I really enjoy OSX but I am fed up with Apple's subpar graphics chips and their expensive customization options. I want to get a new desktop to replace my Powerbook and, if I choose to go with Windows, I can build the computer myself. However, I recently read about projects that allow users to install OSX on X86 machines (admittedly illegally), so I thought this might be a good solution: I build the computer myself and install OSX on it. I just wondered if anyone else had done this or has any experience with such a setup. Or am I stuck with buying Apple's beautiful, expensive hardware? Thanks!
posted by Aanidaani to Computers & Internet (12 answers total) 1 user marked this as a favorite
 
Why do you enjoy OSX so much that you need to continue on with it?

Could your enjoyment of OSX be replaced with one of the many other Un*x-alikes out there, but on whitebox PC hardware?

Or, is it parts of OSX which aren't available on Windows or Linux/*BSD which you want to keep?

On the hardware side, what's preventing you from buying a refurb Apple machine and putting a hotshit graphics card and third-party hard drives and RAM in it?

It's been ages since you've needed to pay Apple's prices for RAM and HD, and looking at the desktop build-to-order prices on the processors, they seem comparable to what's listed on NewEgg. I'm really at a loss when looking for this huge perceived price gap you think is there.

Until Apple begins offering OSX for sale on non-Apple hardware, as you've mentioned, it's not legal. Past that, if you did get it working, you'd have to work to keep it working as Apple's updates might break the custom drivers and components from projects like OSX86.
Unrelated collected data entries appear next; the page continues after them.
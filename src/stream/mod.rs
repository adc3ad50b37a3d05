//! Streaming engine
//!
//! Drives a single upstream call and exposes its event stream with the
//! timeout policy applied:
//!
//! - **First-token retry**: if no body bytes arrive within the first-token
//!   timeout, the request is cancelled and re-issued up to the retry cap.
//!   Only this opening phase retries; once bytes flow, failures propagate.
//! - **Inter-chunk tolerance**: after the first byte, a bounded number of
//!   consecutive read timeouts are swallowed with a warning to ride out
//!   slow generation phases on large contexts.
//!
//! The SSE emitters in the sibling modules consume [`UpstreamEventReader`]
//! and own nothing about transport.

pub mod anthropic_sse;
pub mod buffered;
pub mod openai_sse;

use std::collections::VecDeque;
use std::pin::Pin;
use std::time::Duration;

use bytes::Bytes;
use futures::{Stream, StreamExt};
use serde_json::Value;
use tokio::time::timeout;

use crate::error::GatewayError;
use crate::parser::{
    deduplicate_tool_calls, parse_bracket_tool_calls, EventStreamParser, ToolCall, UpstreamEvent,
};

type ByteStream = Pin<Box<dyn Stream<Item = reqwest::Result<Bytes>> + Send>>;

/// Per-request parameters the emitters need.
#[derive(Clone)]
pub struct StreamContext {
    pub model: String,
    pub thinking_enabled: bool,
    /// Request messages for local input-token counting
    pub request_messages: Vec<Value>,
    /// Tool definitions for local input-token counting
    pub request_tools: Vec<Value>,
    /// Per-chunk read timeout, already scaled for the model
    pub read_timeout: Duration,
    pub max_consecutive_timeouts: u32,
}

/// An opened upstream stream with its first chunk already in hand.
pub struct UpstreamStream {
    first_chunk: Option<Bytes>,
    body: ByteStream,
}

/// Outcome of opening the upstream call.
pub enum UpstreamOpen {
    Stream(UpstreamStream),
    /// Non-200 response; the body is read for error classification.
    ErrorStatus { status: u16, body: String },
}

/// POST the payload upstream and wait for the first body byte, retrying
/// the whole request while nothing has arrived.
pub async fn open_upstream_stream(
    client: &reqwest::Client,
    url: &str,
    access_token: &str,
    payload: &Value,
    first_token_timeout: Duration,
    max_retries: u32,
) -> Result<UpstreamOpen, GatewayError> {
    let mut attempt = 0u32;
    loop {
        attempt += 1;
        let send_result = client
            .post(url)
            .bearer_auth(access_token)
            .json(payload)
            .send()
            .await;

        let response = match send_result {
            Ok(response) => response,
            Err(e) => {
                if attempt <= max_retries {
                    tracing::warn!(
                        "Upstream connect failed (attempt {}/{}): {}",
                        attempt,
                        max_retries + 1,
                        e
                    );
                    continue;
                }
                return Err(GatewayError::Upstream {
                    status: 502,
                    message: format!("Upstream connect failed: {}", e),
                });
            }
        };

        let status = response.status();
        if !status.is_success() {
            let body = response.text().await.unwrap_or_default();
            return Ok(UpstreamOpen::ErrorStatus {
                status: status.as_u16(),
                body,
            });
        }

        let mut body = Box::pin(response.bytes_stream()) as ByteStream;
        match timeout(first_token_timeout, body.next()).await {
            Ok(Some(Ok(chunk))) => {
                if attempt > 1 {
                    tracing::info!("First token arrived after {} attempts", attempt);
                }
                return Ok(UpstreamOpen::Stream(UpstreamStream {
                    first_chunk: Some(chunk),
                    body,
                }));
            }
            Ok(Some(Err(e))) => {
                if attempt <= max_retries {
                    tracing::warn!(
                        "Upstream stream failed before first token (attempt {}/{}): {}",
                        attempt,
                        max_retries + 1,
                        e
                    );
                    continue;
                }
                return Err(GatewayError::FirstTokenTimeout);
            }
            Ok(None) => {
                // Empty but successful stream
                return Ok(UpstreamOpen::Stream(UpstreamStream {
                    first_chunk: None,
                    body,
                }));
            }
            Err(_) => {
                tracing::warn!(
                    "No first token within {:?} (attempt {}/{})",
                    first_token_timeout,
                    attempt,
                    max_retries + 1
                );
                if attempt > max_retries {
                    return Err(GatewayError::FirstTokenTimeout);
                }
                // Dropping the response cancels the in-flight request
            }
        }
    }
}

/// Reads chunks with the inter-chunk timeout policy applied.
struct ChunkReader {
    first_chunk: Option<Bytes>,
    body: ByteStream,
    read_timeout: Duration,
    max_consecutive_timeouts: u32,
    consecutive_timeouts: u32,
    model: String,
}

impl ChunkReader {
    /// Next chunk, `None` on clean end-of-stream.
    async fn next_chunk(&mut self) -> Result<Option<Bytes>, GatewayError> {
        if let Some(chunk) = self.first_chunk.take() {
            return Ok(Some(chunk));
        }

        loop {
            match timeout(self.read_timeout, self.body.next()).await {
                Ok(Some(Ok(chunk))) => {
                    self.consecutive_timeouts = 0;
                    return Ok(Some(chunk));
                }
                Ok(Some(Err(e))) => {
                    return Err(GatewayError::Upstream {
                        status: 502,
                        message: format!("Upstream stream error: {}", e),
                    });
                }
                Ok(None) => return Ok(None),
                Err(_) => {
                    self.consecutive_timeouts += 1;
                    if self.consecutive_timeouts <= self.max_consecutive_timeouts {
                        tracing::warn!(
                            "Stream read timeout {}/{} after {:?} (model: {})",
                            self.consecutive_timeouts,
                            self.max_consecutive_timeouts,
                            self.read_timeout,
                            self.model
                        );
                        continue;
                    }
                    return Err(GatewayError::Upstream {
                        status: 504,
                        message: format!(
                            "Stream dead after {} consecutive read timeouts",
                            self.max_consecutive_timeouts
                        ),
                    });
                }
            }
        }
    }
}

/// Typed event reader over the upstream stream.
///
/// Owns the frame parser and the chunk reader; emitters call [`next`]
/// until it returns `None`, then collect the assembled tool calls.
pub struct UpstreamEventReader {
    chunks: ChunkReader,
    parser: EventStreamParser,
    pending: VecDeque<UpstreamEvent>,
    /// Concatenated content for the bracket-fallback pass and output
    /// token counting
    content: String,
}

impl UpstreamEventReader {
    pub fn new(upstream: UpstreamStream, ctx: &StreamContext) -> Self {
        Self {
            chunks: ChunkReader {
                first_chunk: upstream.first_chunk,
                body: upstream.body,
                read_timeout: ctx.read_timeout,
                max_consecutive_timeouts: ctx.max_consecutive_timeouts,
                consecutive_timeouts: 0,
                model: ctx.model.clone(),
            },
            parser: EventStreamParser::new(),
            pending: VecDeque::new(),
            content: String::new(),
        }
    }

    /// Next upstream event, `None` at clean end-of-stream.
    pub async fn next(&mut self) -> Result<Option<UpstreamEvent>, GatewayError> {
        loop {
            if let Some(event) = self.pending.pop_front() {
                if let UpstreamEvent::Content(text) = &event {
                    self.content.push_str(text);
                }
                return Ok(Some(event));
            }

            match self.chunks.next_chunk().await? {
                Some(chunk) => {
                    self.pending.extend(self.parser.feed(&chunk));
                }
                None => return Ok(None),
            }
        }
    }

    /// Full assembled content so far.
    pub fn content(&self) -> &str {
        &self.content
    }

    /// All tool calls: framed, plus the bracket-style fallback scan over
    /// the assembled content, deduplicated by id. Call after the stream
    /// ends.
    pub fn finish_tool_calls(&mut self) -> Vec<ToolCall> {
        let mut calls = self.parser.take_tool_calls();
        calls.extend(parse_bracket_tool_calls(&self.content));
        deduplicate_tool_calls(calls)
    }
}

/// Serialize one SSE event.
pub fn sse_event(event: &str, data: &Value) -> String {
    format!("event: {}\ndata: {}\n\n", event, data)
}

/// Map a stream outcome onto an Anthropic stop_reason.
pub fn stop_reason(has_tool_calls: bool, exception: Option<&str>) -> &'static str {
    if let Some(kind) = exception {
        if kind.contains("CONTENT_LENGTH") || kind.contains("CONTEXT_WINDOW") {
            return "model_context_window_exceeded";
        }
        if kind.contains("MAX_TOKENS") {
            return "max_tokens";
        }
    }
    if has_tool_calls {
        "tool_use"
    } else {
        "end_turn"
    }
}


#[cfg(test)]
mod tests {
    use super::test_support::*;
    use super::*;

    #[tokio::test]
    async fn test_event_reader_sequences_events() {
        let upstream = upstream_from_chunks(vec![
            frame(r#"{"content":"Hello "}"#),
            frame(r#"{"content":"world"}"#),
            frame(r#"{"contextUsagePercentage":12.5}"#),
        ]);
        let ctx = test_context("claude-sonnet-4", false);
        let mut reader = UpstreamEventReader::new(upstream, &ctx);

        let mut events = Vec::new();
        while let Some(event) = reader.next().await.unwrap() {
            events.push(event);
        }

        assert_eq!(
            events,
            vec![
                UpstreamEvent::Content("Hello ".to_string()),
                UpstreamEvent::Content("world".to_string()),
                UpstreamEvent::ContextUsage(12.5),
            ]
        );
        assert_eq!(reader.content(), "Hello world");
    }

    #[tokio::test]
    async fn test_reader_merges_framed_and_bracket_tool_calls() {
        let upstream = upstream_from_chunks(vec![
            frame(r#"{"toolUseId":"t1","name":"run","input":"{}","stop":true}"#),
            frame(r#"{"content":"[Called probe with args: {\"x\": 1}]"}"#),
        ]);
        let ctx = test_context("claude-sonnet-4", false);
        let mut reader = UpstreamEventReader::new(upstream, &ctx);
        while reader.next().await.unwrap().is_some() {}

        let calls = reader.finish_tool_calls();
        assert_eq!(calls.len(), 2);
        assert_eq!(calls[0].name, "run");
        assert_eq!(calls[1].name, "probe");
    }

    #[test]
    fn test_stop_reason_mapping() {
        assert_eq!(stop_reason(false, None), "end_turn");
        assert_eq!(stop_reason(true, None), "tool_use");
        assert_eq!(
            stop_reason(false, Some("CONTENT_LENGTH_EXCEEDS_THRESHOLD")),
            "model_context_window_exceeded"
        );
        assert_eq!(stop_reason(false, Some("MAX_TOKENS_REACHED")), "max_tokens");
        // Exceptions win over tool calls
        assert_eq!(stop_reason(true, Some("MAX_TOKENS_REACHED")), "max_tokens");
    }

    #[test]
    fn test_sse_event_format() {
        let event = sse_event("ping", &serde_json::json!({"type": "ping"}));
        assert_eq!(event, "event: ping\ndata: {\"type\":\"ping\"}\n\n");
    }

    /// Tiny upstream double: the first `stall_count` connections send
    /// headers but never a body byte; later ones send one framed event.
    async fn spawn_stalling_upstream(stall_count: usize) -> std::net::SocketAddr {
        use tokio::io::{AsyncReadExt, AsyncWriteExt};

        let listener = tokio::net::TcpListener::bind("127.0.0.1:0").await.unwrap();
        let addr = listener.local_addr().unwrap();

        tokio::spawn(async move {
            let mut held = Vec::new();
            let mut attempt = 0usize;
            loop {
                let Ok((mut socket, _)) = listener.accept().await else { return };
                attempt += 1;

                let mut buf = [0u8; 4096];
                let _ = socket.read(&mut buf).await;

                let headers = "HTTP/1.1 200 OK\r\ncontent-type: application/octet-stream\r\ntransfer-encoding: chunked\r\n\r\n";
                if socket.write_all(headers.as_bytes()).await.is_err() {
                    continue;
                }

                if attempt <= stall_count {
                    // Stall: keep the connection open, send nothing
                    held.push(socket);
                    continue;
                }

                let payload = frame(r#"{"content":"made it"}"#);
                let mut body = format!("{:x}\r\n", payload.len()).into_bytes();
                body.extend_from_slice(&payload);
                body.extend_from_slice(b"\r\n0\r\n\r\n");
                let _ = socket.write_all(&body).await;
            }
        });

        addr
    }

    #[tokio::test]
    async fn test_first_token_retry_succeeds_after_stalls() {
        let addr = spawn_stalling_upstream(2).await;
        let client = reqwest::Client::new();
        let url = format!("http://{}/generateAssistantResponse", addr);

        let open = open_upstream_stream(
            &client,
            &url,
            "test-token",
            &serde_json::json!({}),
            Duration::from_millis(300),
            2,
        )
        .await
        .unwrap();

        let upstream = match open {
            UpstreamOpen::Stream(upstream) => upstream,
            UpstreamOpen::ErrorStatus { status, .. } => panic!("unexpected status {}", status),
        };

        let ctx = test_context("claude-sonnet-4", false);
        let mut reader = UpstreamEventReader::new(upstream, &ctx);
        let event = reader.next().await.unwrap();
        assert_eq!(event, Some(UpstreamEvent::Content("made it".to_string())));
    }

    #[tokio::test]
    async fn test_first_token_retries_exhausted() {
        // Every attempt stalls; one retry allowed
        let addr = spawn_stalling_upstream(usize::MAX).await;
        let client = reqwest::Client::new();
        let url = format!("http://{}/generateAssistantResponse", addr);

        let result = open_upstream_stream(
            &client,
            &url,
            "test-token",
            &serde_json::json!({}),
            Duration::from_millis(100),
            1,
        )
        .await;

        assert!(matches!(result, Err(GatewayError::FirstTokenTimeout)));
    }
}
I own too many Macs to admit to. That said, I have installed OSX86 as a novelty on several machines, but never kept it there, opting for either some Linux distro or BSD variant depending on the intended use of the box. But for me, because I understand the legality of the situation, and have weighed the diminishing gap of cost difference with the worth of my time to keep such frankensteins operable, I choose to buy the whole Magilla.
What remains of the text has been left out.